Background information
- Also known as: The Silver Surfer, Young Z-O, ZOTT, Zombie On The Track, Humble Genius, Rebel Without A Cause, BIG ZO
- Born: William Michael Coleman July 8, 1992 (age 34) Willingboro Township, New Jersey, U.S.
- Origin: New Brunswick, New Jersey
- Genres: Hip hop
- Occupations: Record producer; rapper; songwriter;
- Years active: 2012–present
- Labels: OVO Sound; Warner; Sony ATV Publishing
- Website: mikezombie.co

= Mike Zombie =

American record producer

William Michael Coleman (born July 8, 1992), professionally known as Mike Zombie, is an American record producer and rapper from Willingboro Township, New Jersey, where he attended Willingboro High School. Since 2012, he has been an in-house producer for Drake's label OVO Sound. His biggest production for the label was "Started from the Bottom" in 2013. His other major production credit is "They Don't Love You No More" by DJ Khaled, released a year later.

== Career ==

He is best known for the production of Drake's single "Started from the Bottom". He sampled a track titled "Ambessence piano & drones 1" by Bruno Sanfilippo & Mathias Grassow for the song. "Started from the Bottom" was the winner of "Track of the Year" at the 2013 BET Hip Hop Awards.

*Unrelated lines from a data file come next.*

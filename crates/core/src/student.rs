//! Student field validation, list filtering and summary statistics.
//!
//! Submissions arrive as raw form strings. [`validate_student`] turns them
//! into a typed [`NewStudent`] or the full list of violated constraints.

use std::collections::BTreeSet;

use serde::{Deserialize, Serialize};

use crate::error::ValidationErrors;
use crate::types::numeric_field;

pub const MIN_NAME_LEN: usize = 2;
pub const MIN_AGE: i64 = 16;
pub const MAX_AGE: i64 = 100;
pub const MIN_GPA: f64 = 0.0;
pub const MAX_GPA: f64 = 4.0;

// ---------------------------------------------------------------------------
// Create
// ---------------------------------------------------------------------------

/// Raw student form fields, exactly as submitted. Missing fields are empty.
#[derive(Debug, Clone, Default, Deserialize)]
#[serde(default)]
pub struct StudentFields {
    pub name: String,
    pub email: String,
    pub age: String,
    pub major: String,
    pub gpa: String,
}

/// A validated student, ready to insert.
#[derive(Debug, Clone, PartialEq, Serialize)]
pub struct NewStudent {
    pub name: String,
    pub email: String,
    pub age: Option<i64>,
    pub major: Option<String>,
    pub gpa: Option<f64>,
}

/// Validate a student submission, collecting every failure.
///
/// - `name` must have at least two characters.
/// - `email` must contain `@`.
/// - `age` is optional; when given it must be an integer in 16..=100.
/// - `gpa` is optional; when given it must be a number in 0.0..=4.0.
/// - Only an empty `age` or `gpa` counts as absent; whitespace is not a number.
/// - `major` is free text; blank means no major.
pub fn validate_student(fields: &StudentFields) -> Result<NewStudent, ValidationErrors> {
    let mut errors = ValidationErrors::new();

    if fields.name.chars().count() < MIN_NAME_LEN {
        errors.push("Name must be at least 2 characters");
    }
    if !fields.email.contains('@') {
        errors.push("Invalid email");
    }

    let age = match numeric_field(&fields.age) {
        None => None,
        Some(raw) => match raw.parse::<i64>() {
            Ok(age) if (MIN_AGE..=MAX_AGE).contains(&age) => Some(age),
            Ok(_) => {
                errors.push("Age must be between 16 and 100");
                None
            }
            Err(_) => {
                errors.push("Age must be a number");
                None
            }
        },
    };

    let gpa = match numeric_field(&fields.gpa) {
        None => None,
        Some(raw) => match raw.parse::<f64>() {
            Ok(gpa) if !gpa.is_finite() => {
                errors.push("GPA must be a number");
                None
            }
            Ok(gpa) if (MIN_GPA..=MAX_GPA).contains(&gpa) => Some(gpa),
            Ok(_) => {
                errors.push("GPA must be between 0 and 4.0");
                None
            }
            Err(_) => {
                errors.push("GPA must be a number");
                None
            }
        },
    };

    errors.into_result(NewStudent {
        name: fields.name.clone(),
        email: fields.email.clone(),
        age,
        major: optional(&fields.major).map(str::to_string),
        gpa,
    })
}

/// Trimmed value of an optional form field, `None` when blank.
fn optional(raw: &str) -> Option<&str> {
    let trimmed = raw.trim();
    (!trimmed.is_empty()).then_some(trimmed)
}

// ---------------------------------------------------------------------------
// List filter
// ---------------------------------------------------------------------------

/// The single filter applied to a student listing.
///
/// A name search takes precedence over a major filter; only one is ever
/// applied.
#[derive(Debug, Clone, PartialEq, Eq, Default)]
pub enum StudentFilter {
    #[default]
    All,
    /// Case-sensitive substring match on the name.
    NameContains(String),
    /// Exact match on the major.
    Major(String),
}

impl StudentFilter {
    /// Build the filter from `?search=&major=` query values. Empty values
    /// count as absent.
    pub fn from_params(search: Option<&str>, major: Option<&str>) -> Self {
        let search = search.filter(|s| !s.is_empty());
        let major = major.filter(|m| !m.is_empty());
        match (search, major) {
            (Some(s), _) => Self::NameContains(s.to_string()),
            (None, Some(m)) => Self::Major(m.to_string()),
            (None, None) => Self::All,
        }
    }
}

// ---------------------------------------------------------------------------
// Summary
// ---------------------------------------------------------------------------

/// Headline numbers shown above the student table.
#[derive(Debug, Clone, PartialEq, Serialize)]
pub struct StudentSummary {
    pub total: usize,
    /// Mean GPA over students that have one, rounded to two decimals.
    pub average_gpa: f64,
    pub distinct_majors: usize,
}

/// Summarize `(gpa, major)` pairs of the listed students.
pub fn summarize_students<'a, I>(rows: I) -> StudentSummary
where
    I: IntoIterator<Item = (Option<f64>, Option<&'a str>)>,
{
    let mut total = 0;
    let mut gpa_sum = 0.0;
    let mut gpa_count = 0usize;
    let mut majors = BTreeSet::new();

    for (gpa, major) in rows {
        total += 1;
        if let Some(gpa) = gpa {
            gpa_sum += gpa;
            gpa_count += 1;
        }
        if let Some(major) = major.filter(|m| !m.is_empty()) {
            majors.insert(major);
        }
    }

    let average_gpa = if gpa_count == 0 {
        0.0
    } else {
        ((gpa_sum / gpa_count as f64) * 100.0).round() / 100.0
    };

    StudentSummary {
        total,
        average_gpa,
        distinct_majors: majors.len(),
    }
}

#[cfg(test)]
mod tests {
    use super::*;

    fn fields(name: &str, email: &str, age: &str, major: &str, gpa: &str) -> StudentFields {
        StudentFields {
            name: name.into(),
            email: email.into(),
            age: age.into(),
            major: major.into(),
            gpa: gpa.into(),
        }
    }

    #[test]
    fn valid_submission_is_typed() {
        let student =
            validate_student(&fields("Alice", "alice@email.com", "20", "Physics", "3.8")).unwrap();
        assert_eq!(student.name, "Alice");
        assert_eq!(student.age, Some(20));
        assert_eq!(student.major.as_deref(), Some("Physics"));
        assert_eq!(student.gpa, Some(3.8));
    }

    #[test]
    fn optional_fields_may_be_blank() {
        let student = validate_student(&fields("Bo", "b@x", "", "  ", "")).unwrap();
        assert_eq!(student.age, None);
        assert_eq!(student.major, None);
        assert_eq!(student.gpa, None);
    }

    #[test]
    fn all_failures_are_collected() {
        let errors = validate_student(&fields("A", "nope", "200", "", "9")).unwrap_err();
        assert_eq!(
            errors.messages(),
            [
                "Name must be at least 2 characters",
                "Invalid email",
                "Age must be between 16 and 100",
                "GPA must be between 0 and 4.0",
            ]
        );
    }

    #[test]
    fn non_numeric_age_and_gpa() {
        let errors = validate_student(&fields("Alice", "a@b", "twenty", "", "abc")).unwrap_err();
        assert_eq!(errors.messages(), ["Age must be a number", "GPA must be a number"]);

        let errors = validate_student(&fields("Alice", "a@b", "20.5", "", "NaN")).unwrap_err();
        assert_eq!(errors.messages(), ["Age must be a number", "GPA must be a number"]);
    }

    #[test]
    fn whitespace_only_numbers_are_rejected() {
        let errors = validate_student(&fields("Alice", "a@b", "   ", "", "\t")).unwrap_err();
        assert_eq!(errors.messages(), ["Age must be a number", "GPA must be a number"]);
    }

    #[test]
    fn padded_numbers_are_accepted() {
        let student = validate_student(&fields("Alice", "a@b", " 21 ", "", " 3.5")).unwrap();
        assert_eq!(student.age, Some(21));
        assert_eq!(student.gpa, Some(3.5));
    }

    #[test]
    fn bounds_are_inclusive() {
        assert!(validate_student(&fields("Al", "a@b", "16", "", "0")).is_ok());
        assert!(validate_student(&fields("Al", "a@b", "100", "", "4.0")).is_ok());
        assert!(validate_student(&fields("Al", "a@b", "15", "", "")).is_err());
        assert!(validate_student(&fields("Al", "a@b", "", "", "-0.1")).is_err());
    }

    #[test]
    fn name_length_counts_characters() {
        assert!(validate_student(&fields("Zoë", "z@b", "", "", "")).is_ok());
        assert!(validate_student(&fields("é", "z@b", "", "", "")).is_err());
    }

    #[test]
    fn search_takes_precedence_over_major() {
        assert_eq!(
            StudentFilter::from_params(Some("Ali"), Some("Physics")),
            StudentFilter::NameContains("Ali".into())
        );
        assert_eq!(
            StudentFilter::from_params(Some(""), Some("Physics")),
            StudentFilter::Major("Physics".into())
        );
        assert_eq!(StudentFilter::from_params(None, Some("")), StudentFilter::All);
    }

    #[test]
    fn summary_ignores_missing_gpa() {
        let summary = summarize_students([
            (Some(3.8), Some("CS")),
            (Some(3.5), Some("Math")),
            (None, Some("CS")),
            (Some(3.0), None),
        ]);
        assert_eq!(summary.total, 4);
        assert_eq!(summary.average_gpa, 3.43);
        assert_eq!(summary.distinct_majors, 2);
    }

    #[test]
    fn summary_of_nothing_is_zero() {
        let summary = summarize_students(std::iter::empty());
        assert_eq!(summary.total, 0);
        assert_eq!(summary.average_gpa, 0.0);
    }
}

The song was played during NBA All-Star Weekend, LeBron James' "LeBron Face" Sprite commercial", the video game NBA 2K14, and the video game Assassin's Creed 4. The song was also nominated for "Best Rap Song" at The 56th Annual Grammy Awards. In July 2013, BET named him one of the "top 10 young producers to watch out for". In October 2013, Complex named him one of the "25 new producers to watch for".
He previously collaborated with battle rapper Hollow Da Don, and Hollow played an important part in putting Drake in contact with Mike Zombie.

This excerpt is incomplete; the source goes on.